The good news is that spring is here. Many birds are beginning their migrations north while others have already arrived. Local raptors are either sitting on eggs or fledging young already. Warbler migration is starting to show early signs along the east coast, with the majority of species only a month or so away. Even the milky way is beginning to shine brighter with each passing week. So there is a ton to look forward to. A summer spent working along the shore is most definitely leading the way. I cannot wait to start shooting again!
In preparation for my trip (that didn’t happen) I made a few upgrades to my gear. I purchased a few new gadgets to better the use of my GoPro camera. For those of you who don’t know, GoPro cameras are just as good for shooting scenery as they are for action sports. In fact, I know many photographers that pack these cameras in their bags for either time-lapse, landscape or just different perspective shots. I have had mine for a few years now, but I haven’t shot with it much, since I spend most of my time shooting with my Canon. This past week I bought a time-lapse device and a small tripod for it. Just from the few tests I’ve filmed around campus, I can tell that it is going to be super fun.
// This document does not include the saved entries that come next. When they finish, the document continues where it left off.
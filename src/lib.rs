//! # library-docs
//!
//! Fetch newsroom documents from a cloud document store and turn them into
//! embeddable, outlined HTML payloads.
//!
//! ## Why this crate?
//!
//! Editor exports are full HTML documents with generated CSS classes,
//! redirect-wrapped links and comment anchors. Readers want the body, the
//! author and a table of contents. This crate fetches the export, cleans it,
//! detects an in-body byline and splits the body into sections, then caches
//! the result keyed by the document's revision time.
//!
//! ## Pipeline Overview
//!
//! ```text
//! id + resource type
//!  │
//!  ├─ 1. Cache     return a stored payload without network I/O
//!  ├─ 2. Auth      acquire credentials
//!  ├─ 3. Fetch     export content ∥ first-revision metadata
//!  ├─ 4. Format    normalize → byline → sections
//!  └─ 5. Store     cache when the revision mimetype supports freshness checks
//! ```
//!
//! ## Quick Start
//!
//! ```rust,no_run
//! use library_docs::{
//!     DriveClient, Library, LibraryConfig, MemoryCache, RequestContext, StaticTokenAuth,
//! };
//! use std::sync::Arc;
//!
//! #[tokio::main]
//! async fn main() -> Result<(), Box<dyn std::error::Error>> {
//!     let config = LibraryConfig::builder().build()?;
//!     let library = Library::new(
//!         config.clone(),
//!         Arc::new(StaticTokenAuth::from_env("LIBRARY_ACCESS_TOKEN")?),
//!         Arc::new(DriveClient::new(&config)?),
//!         Arc::new(MemoryCache::new()),
//!     );
//!     let payload = library
//!         .fetch_doc("1AbC", "document", &RequestContext::new("/story/1AbC"))
//!         .await?;
//!     println!("{} by {}", payload.sections.len(), payload.byline);
//!     Ok(())
//! }
//! ```
//!
//! ## Feature Flags
//!
//! | Feature | Default | Description |
//! |---------|---------|-------------|
//! | `cli`   | on      | Enables the `library` binary (clap + anyhow + tracing-subscriber) |
//!
//! Disable `cli` when using only the library:
//! ```toml
//! library-docs = { version = "0.3", default-features = false }
//! ```

// ── Modules ──────────────────────────────────────────────────────────────

pub mod cache;
pub mod client;
pub mod config;
pub mod error;
pub mod fetch;
pub mod output;
pub mod pipeline;
pub mod resource;

// ── Re-exports ───────────────────────────────────────────────────────────

pub use cache::{CacheEntry, MemoryCache, PayloadCache};
pub use client::{AuthHandle, AuthProvider, DocumentClient, DriveClient, StaticTokenAuth};
pub use config::{LibraryConfig, LibraryConfigBuilder};
pub use error::{ClientError, LibraryError};
pub use fetch::{Library, RequestContext};
pub use output::{FormattedPayload, LastModifyingUser, RevisionInfo, Section, Subsection};
pub use pipeline::byline::{fetch_byline, Byline};
pub use pipeline::format::{get_processed_doc_attributes, ExportedContent};
pub use pipeline::names::{clean_name, slugify};
pub use pipeline::sections::{split_sections, SplitSections};
pub use resource::ResourceType;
Just for comparison, here is a shot I took this past winter:
Not the greatest color from the valley in the dead of winter, but you can really see how wide the lens is on the GoPro. Time-lapses especially look spectacular. Be sure to stay tuned in the coming months. I’ll be taking various time-lapses throughout my adventures this year.
I have been keeping somewhat of a mental checklist of birds here on campus, as comical as it sounds. Believe it or not there have been a few notable species. Back in the fall while I was missing out on hawk watch season, I found somewhat of a watch site myself: the window in front of the copier in our Liberal Arts building. One sunny morning while copying literally hundreds of papers at work, I watched various passing raptors! At one point, there were at least ten or so raptors in a kettle right over campus. I watched a couple passing bald eagles, multiple cooper’s and sharp-shinned hawks as well as red-tailed and red-shouldered hawks all making their migration south. Any chance I could get over to the copier I did! As cheesy as it sounds, this is entirely a true story.
The winter was dead for the most part. An occasional cooper’s hawk (in perfect light, of course) would pass right over my head on my way to class. People must think I’m crazy sometimes just staring at the sky. Since spring has arrived there have been birds all over. Last weekend while visiting a friend at Loyola University, a young red-shouldered hawk flew not twenty feet over our heads and an american kestrel darted past just shortly after. Just yesterday I watched a pair of pileated woodpeckers in our small wooded arboretum, and every day a northern mockingbird calls away outside our dorm. Sparrows, cardinals and other woodpeckers are often heard and seen in the arboretum as well.
Anyway, enough for now. I plan on posting a second round of favorite pictures sometime this week, but until then I’ll be studying or something. One more month and we’re home free!